What you will do => Across these entries, how many lines contain the word "selections"? Answer with only the number.

***** Data to process *****

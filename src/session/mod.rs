//! Short-lived per-sender interaction state
//!
//! When a sender uploads an item, the front-end asks them to pick a level
//! and needs to remember which item the later callback refers to. That
//! correlation lives here, bounded by a TTL and a capacity, and is owned by
//! the front-end.

mod level;
mod selections;

pub use level::{SelectionLevel, MAX_LEVEL, MIN_LEVEL};
pub use selections::{PendingSelections, DEFAULT_SELECTION_CAPACITY, DEFAULT_SELECTION_TTL};
//! Data types shared by the recorder, the storage layer and the report

mod chat;
mod period;

pub use chat::{ChatId, ChatRecord, NewEvent, SenderId};
pub use period::StatsPeriod;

*****

Response to the task => 2